◆ WHAT YOU SHOULD DO
Tally the lines in the records below that contain "derive" and return only the result.

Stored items
■ ■ ■

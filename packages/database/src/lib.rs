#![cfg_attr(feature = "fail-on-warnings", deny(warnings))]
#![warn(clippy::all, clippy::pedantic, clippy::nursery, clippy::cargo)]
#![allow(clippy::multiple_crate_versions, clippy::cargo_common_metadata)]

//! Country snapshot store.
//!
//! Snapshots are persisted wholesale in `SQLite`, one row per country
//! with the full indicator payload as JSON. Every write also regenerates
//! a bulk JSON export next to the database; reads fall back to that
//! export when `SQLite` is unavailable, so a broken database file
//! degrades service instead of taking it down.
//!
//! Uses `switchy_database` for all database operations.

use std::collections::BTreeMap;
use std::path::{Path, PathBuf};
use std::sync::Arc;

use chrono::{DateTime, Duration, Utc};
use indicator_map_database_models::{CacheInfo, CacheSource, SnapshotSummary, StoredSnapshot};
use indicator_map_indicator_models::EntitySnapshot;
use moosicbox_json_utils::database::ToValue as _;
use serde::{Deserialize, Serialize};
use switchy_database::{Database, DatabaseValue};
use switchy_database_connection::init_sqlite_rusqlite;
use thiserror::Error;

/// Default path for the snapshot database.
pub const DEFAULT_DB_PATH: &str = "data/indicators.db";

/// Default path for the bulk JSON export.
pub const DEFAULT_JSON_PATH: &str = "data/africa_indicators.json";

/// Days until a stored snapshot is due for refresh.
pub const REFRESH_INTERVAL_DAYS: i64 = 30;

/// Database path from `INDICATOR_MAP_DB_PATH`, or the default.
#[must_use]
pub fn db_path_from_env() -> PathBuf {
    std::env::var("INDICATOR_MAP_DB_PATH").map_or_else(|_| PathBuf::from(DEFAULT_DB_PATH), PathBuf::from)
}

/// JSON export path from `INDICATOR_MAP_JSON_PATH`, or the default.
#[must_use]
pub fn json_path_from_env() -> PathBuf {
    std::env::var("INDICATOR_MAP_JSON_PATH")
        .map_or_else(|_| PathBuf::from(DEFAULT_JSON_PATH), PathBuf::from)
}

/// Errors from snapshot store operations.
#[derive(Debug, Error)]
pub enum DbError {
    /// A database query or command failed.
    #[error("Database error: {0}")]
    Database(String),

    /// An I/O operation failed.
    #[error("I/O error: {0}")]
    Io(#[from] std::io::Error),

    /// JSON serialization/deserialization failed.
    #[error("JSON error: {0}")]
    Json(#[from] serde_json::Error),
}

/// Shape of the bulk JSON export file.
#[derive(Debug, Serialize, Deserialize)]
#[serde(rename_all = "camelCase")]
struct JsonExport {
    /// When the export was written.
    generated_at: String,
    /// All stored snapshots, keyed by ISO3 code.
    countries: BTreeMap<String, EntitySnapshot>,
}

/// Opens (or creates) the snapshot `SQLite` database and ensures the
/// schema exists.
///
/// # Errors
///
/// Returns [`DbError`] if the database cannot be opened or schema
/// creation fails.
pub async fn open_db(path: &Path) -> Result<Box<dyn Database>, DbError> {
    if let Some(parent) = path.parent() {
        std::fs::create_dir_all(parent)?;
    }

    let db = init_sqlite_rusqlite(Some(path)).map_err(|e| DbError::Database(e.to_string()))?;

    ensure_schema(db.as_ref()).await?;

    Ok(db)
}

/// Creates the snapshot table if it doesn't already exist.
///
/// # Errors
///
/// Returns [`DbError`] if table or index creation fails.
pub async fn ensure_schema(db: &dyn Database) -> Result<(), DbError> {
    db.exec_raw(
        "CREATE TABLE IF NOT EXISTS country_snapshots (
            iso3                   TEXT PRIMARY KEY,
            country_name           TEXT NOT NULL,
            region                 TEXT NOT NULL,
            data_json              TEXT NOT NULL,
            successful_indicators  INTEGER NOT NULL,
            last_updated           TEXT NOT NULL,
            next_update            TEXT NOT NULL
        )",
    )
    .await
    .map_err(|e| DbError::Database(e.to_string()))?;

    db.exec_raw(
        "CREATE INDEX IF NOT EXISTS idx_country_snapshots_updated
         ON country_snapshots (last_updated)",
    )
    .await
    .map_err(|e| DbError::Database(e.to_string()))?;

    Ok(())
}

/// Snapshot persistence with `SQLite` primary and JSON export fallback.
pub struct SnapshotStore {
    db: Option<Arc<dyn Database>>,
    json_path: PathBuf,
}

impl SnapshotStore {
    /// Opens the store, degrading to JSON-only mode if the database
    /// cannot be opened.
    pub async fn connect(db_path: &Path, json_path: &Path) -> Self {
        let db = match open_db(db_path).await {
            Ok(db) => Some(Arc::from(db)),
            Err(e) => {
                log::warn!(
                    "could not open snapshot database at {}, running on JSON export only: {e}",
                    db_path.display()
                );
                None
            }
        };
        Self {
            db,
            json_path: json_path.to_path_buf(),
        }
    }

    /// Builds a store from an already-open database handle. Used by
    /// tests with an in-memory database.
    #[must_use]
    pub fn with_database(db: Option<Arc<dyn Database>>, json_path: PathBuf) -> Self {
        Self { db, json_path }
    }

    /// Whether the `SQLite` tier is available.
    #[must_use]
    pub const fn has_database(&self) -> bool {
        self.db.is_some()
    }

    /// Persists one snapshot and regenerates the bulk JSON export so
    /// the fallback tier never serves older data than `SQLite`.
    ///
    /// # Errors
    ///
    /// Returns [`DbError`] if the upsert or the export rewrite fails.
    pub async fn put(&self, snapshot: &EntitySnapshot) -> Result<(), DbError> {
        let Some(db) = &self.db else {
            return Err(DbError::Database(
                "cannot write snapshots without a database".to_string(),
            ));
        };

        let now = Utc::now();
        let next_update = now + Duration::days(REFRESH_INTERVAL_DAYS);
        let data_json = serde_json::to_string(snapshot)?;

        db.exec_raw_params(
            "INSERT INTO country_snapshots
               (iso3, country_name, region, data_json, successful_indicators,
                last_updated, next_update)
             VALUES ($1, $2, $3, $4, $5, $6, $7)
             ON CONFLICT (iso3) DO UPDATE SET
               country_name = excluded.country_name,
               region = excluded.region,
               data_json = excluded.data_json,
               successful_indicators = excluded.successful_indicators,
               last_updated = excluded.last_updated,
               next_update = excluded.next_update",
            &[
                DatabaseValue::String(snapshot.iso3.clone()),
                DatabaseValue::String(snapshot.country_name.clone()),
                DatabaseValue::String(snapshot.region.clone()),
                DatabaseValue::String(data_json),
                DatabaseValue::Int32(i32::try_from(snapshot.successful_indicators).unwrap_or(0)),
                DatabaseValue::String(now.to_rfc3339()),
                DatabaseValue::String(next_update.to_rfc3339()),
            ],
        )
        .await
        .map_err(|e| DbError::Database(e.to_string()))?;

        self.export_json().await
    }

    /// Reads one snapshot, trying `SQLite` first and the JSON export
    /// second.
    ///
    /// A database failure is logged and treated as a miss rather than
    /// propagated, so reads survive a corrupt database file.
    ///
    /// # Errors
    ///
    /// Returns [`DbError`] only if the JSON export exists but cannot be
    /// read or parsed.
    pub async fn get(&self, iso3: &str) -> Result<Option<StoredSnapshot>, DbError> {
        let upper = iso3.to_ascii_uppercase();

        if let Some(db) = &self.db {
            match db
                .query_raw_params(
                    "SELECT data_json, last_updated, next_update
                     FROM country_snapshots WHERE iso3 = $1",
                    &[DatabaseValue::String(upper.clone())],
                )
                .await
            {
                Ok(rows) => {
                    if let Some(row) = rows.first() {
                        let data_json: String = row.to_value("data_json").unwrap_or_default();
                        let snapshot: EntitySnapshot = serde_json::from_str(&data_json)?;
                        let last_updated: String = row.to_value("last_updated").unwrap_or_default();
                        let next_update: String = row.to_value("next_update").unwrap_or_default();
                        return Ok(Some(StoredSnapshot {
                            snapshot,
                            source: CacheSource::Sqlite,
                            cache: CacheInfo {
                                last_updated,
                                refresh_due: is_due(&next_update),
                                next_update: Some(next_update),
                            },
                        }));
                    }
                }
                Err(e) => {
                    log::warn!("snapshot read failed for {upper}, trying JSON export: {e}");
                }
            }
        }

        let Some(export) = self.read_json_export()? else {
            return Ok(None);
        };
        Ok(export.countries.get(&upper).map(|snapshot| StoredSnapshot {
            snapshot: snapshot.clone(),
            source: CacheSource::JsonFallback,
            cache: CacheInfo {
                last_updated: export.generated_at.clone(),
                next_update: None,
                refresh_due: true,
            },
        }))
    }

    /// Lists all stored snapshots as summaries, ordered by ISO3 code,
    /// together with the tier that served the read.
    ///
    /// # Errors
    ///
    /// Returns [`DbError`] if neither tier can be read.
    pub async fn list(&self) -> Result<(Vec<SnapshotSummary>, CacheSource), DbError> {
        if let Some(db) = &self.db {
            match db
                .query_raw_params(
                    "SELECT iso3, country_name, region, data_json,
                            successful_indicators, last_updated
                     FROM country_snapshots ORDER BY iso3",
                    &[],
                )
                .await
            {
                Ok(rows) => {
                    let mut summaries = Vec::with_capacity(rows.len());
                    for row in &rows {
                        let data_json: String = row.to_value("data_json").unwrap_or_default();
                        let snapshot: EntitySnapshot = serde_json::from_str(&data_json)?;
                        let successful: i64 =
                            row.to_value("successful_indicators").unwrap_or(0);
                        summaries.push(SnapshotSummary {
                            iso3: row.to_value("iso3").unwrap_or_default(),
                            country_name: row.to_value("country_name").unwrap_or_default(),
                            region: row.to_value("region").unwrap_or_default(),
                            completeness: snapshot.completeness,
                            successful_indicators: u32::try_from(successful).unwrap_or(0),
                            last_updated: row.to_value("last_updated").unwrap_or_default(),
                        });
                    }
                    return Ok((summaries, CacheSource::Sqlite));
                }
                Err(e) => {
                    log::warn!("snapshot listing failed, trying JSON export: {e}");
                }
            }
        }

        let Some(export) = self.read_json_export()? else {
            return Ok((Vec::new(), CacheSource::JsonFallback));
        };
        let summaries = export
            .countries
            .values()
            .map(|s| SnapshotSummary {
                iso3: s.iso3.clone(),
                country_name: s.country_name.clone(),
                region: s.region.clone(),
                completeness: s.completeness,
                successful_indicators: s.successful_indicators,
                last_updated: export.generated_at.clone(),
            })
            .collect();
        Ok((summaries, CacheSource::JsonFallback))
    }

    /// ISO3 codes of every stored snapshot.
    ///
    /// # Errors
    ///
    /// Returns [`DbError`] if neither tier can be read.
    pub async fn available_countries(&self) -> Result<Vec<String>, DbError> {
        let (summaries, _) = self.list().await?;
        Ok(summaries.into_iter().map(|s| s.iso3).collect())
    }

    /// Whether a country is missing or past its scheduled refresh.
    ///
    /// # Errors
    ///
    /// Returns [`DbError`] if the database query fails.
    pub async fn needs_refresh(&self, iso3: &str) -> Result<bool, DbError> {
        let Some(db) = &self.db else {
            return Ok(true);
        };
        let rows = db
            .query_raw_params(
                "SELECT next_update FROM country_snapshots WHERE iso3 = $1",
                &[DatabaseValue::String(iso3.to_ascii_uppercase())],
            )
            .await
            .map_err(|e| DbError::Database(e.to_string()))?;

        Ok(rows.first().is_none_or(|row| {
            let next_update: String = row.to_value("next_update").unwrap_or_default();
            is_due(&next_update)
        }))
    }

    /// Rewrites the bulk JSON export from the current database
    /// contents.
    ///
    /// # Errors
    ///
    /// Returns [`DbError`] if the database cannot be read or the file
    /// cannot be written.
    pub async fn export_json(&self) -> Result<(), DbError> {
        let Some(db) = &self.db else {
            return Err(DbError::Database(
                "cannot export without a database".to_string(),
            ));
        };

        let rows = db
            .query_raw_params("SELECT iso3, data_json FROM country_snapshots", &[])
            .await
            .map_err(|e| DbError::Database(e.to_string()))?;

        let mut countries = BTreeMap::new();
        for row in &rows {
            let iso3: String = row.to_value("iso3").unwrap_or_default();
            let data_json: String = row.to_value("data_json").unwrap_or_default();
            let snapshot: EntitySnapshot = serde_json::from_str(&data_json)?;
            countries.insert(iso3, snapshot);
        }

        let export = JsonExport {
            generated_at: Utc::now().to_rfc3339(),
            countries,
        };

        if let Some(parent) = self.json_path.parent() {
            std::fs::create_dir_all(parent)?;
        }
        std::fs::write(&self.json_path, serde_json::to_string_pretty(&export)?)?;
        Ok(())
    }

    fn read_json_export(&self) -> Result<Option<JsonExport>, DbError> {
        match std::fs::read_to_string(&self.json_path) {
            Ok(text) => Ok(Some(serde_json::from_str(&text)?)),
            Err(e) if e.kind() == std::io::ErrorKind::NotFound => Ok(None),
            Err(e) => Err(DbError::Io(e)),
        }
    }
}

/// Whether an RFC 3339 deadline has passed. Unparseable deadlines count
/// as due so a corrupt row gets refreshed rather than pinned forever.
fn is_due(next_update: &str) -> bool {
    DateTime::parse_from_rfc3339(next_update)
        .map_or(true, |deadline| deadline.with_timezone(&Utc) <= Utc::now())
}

■ ■ ■

◆ RESULT FOR THIS EXERCISE
2